Hazel Grace Lancaster, sixteen years old, is living with cancer. A miracle in an ER and the advanced drug Phalaxifor left her with the necessity of an oxygen tank to help her failing lungs take in air. She’s trying to make the most of her time, attending college courses since she finished high school early, but her parents insist she also go to a local support group instead of just staying at home watching America’s Next Top Model. Reluctant as she is, Hazel tries to endure, making faces and sharing sighs with her friend Isaac, until the night Isaac arrives with a young man named Augustus Waters.
The first thing that impressed me about The Fault in Our Stars was the reality and intelligence in Hazel’s voice. She is not the kind of person to hide from or conceal her feelings or attitude, which is extremely admirable, especially in a teenager. Rather than put on airs or try to be something she’s not, Hazel owns her situation no matter what it might be, and is very much the sort of person who wishes to be the master of their own destiny. Her feelings for Augustus do mess with this inner dynamic somewhat, and reading about her difficulty in that regard is just as engrossing as Augustus himself. Charming and intelligent in his own right, it’s clear why these two fall in love, despite (or perhaps because of) their circumstances. They’re such rich, real characters that you can’t help but empathize with them, and it’s that empathy that keeps the pages turning.

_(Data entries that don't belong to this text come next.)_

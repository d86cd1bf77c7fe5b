use unicode_normalization::char::is_combining_mark;
use unicode_normalization::UnicodeNormalization;

pub const LOGO_DIR: &str = "assets/img/logo/";
pub const LOGO_EXT: &str = ".png";

/// Lowercase ASCII slug: accents are folded, every other run of
/// non-alphanumeric characters becomes a single `-`.
pub fn slugify(text: &str) -> String {
    let mut slug = String::with_capacity(text.len());
    let mut pending_dash = false;
    for ch in text.nfkd().filter(|ch| !is_combining_mark(*ch)) {
        if ch.is_ascii_alphanumeric() {
            if pending_dash && !slug.is_empty() {
                slug.push('-');
            }
            pending_dash = false;
            slug.push(ch.to_ascii_lowercase());
        } else {
            pending_dash = true;
        }
    }
    slug
}

pub fn logo_path(slug: &str) -> String {
    format!("{LOGO_DIR}{slug}{LOGO_EXT}")
}

#[cfg(test)]
mod tests {
    use super::*;

    #[test]
    fn slugify_lowercases_and_joins_words() {
        assert_eq!(slugify("My Soft"), "my-soft");
        assert_eq!(slugify("  Libre   Office!! "), "libre-office");
        assert_eq!(slugify("C++ / Rust"), "c-rust");
    }

    #[test]
    fn slugify_folds_accents() {
        assert_eq!(slugify("Évolution Café"), "evolution-cafe");
        assert_eq!(slugify("Ångström"), "angstrom");
    }

    #[test]
    fn slugify_handles_empty_input() {
        assert_eq!(slugify(""), "");
        assert_eq!(slugify("---"), "");
    }

    #[test]
    fn logo_path_uses_slug() {
        assert_eq!(logo_path(&slugify("My Soft")), "assets/img/logo/my-soft.png");
    }
}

The Fault in Our Stars presents some complex ideas and deep themes about life, death, identity and the contract between author and reader, but it is not itself a complex read. Green is not interested in any shadow plays or narrative slight of hand. He keeps the story moving and the points simple, yet still weaves an involving and emotional narrative. This is another case in which simplicity in storytelling does not necessarily mean the story suffers. In fact, the simplicity of the plot means there’s more room for us to get to know our characters, even minor ones, which makes The Fault in Our Stars come to life in a way that other epic tales might envy.
I cannot recommend The Fault in Our Stars highly enough. It is a rich, involving story of young love and true loss that strikes home with the power and ferocity of a bullet from a high-powered sniper rifle, and John Green has perfect narrative aim. The book will, in most cases, make the reader tear up or even weep openly at times. Every tear is worth it, though, and I hope that more young adult fiction aspires to emulate a story like this as opposed to some of the other stuff that’s out there. Young people deserve great stories, and The Fault in Our Stars is one of the best.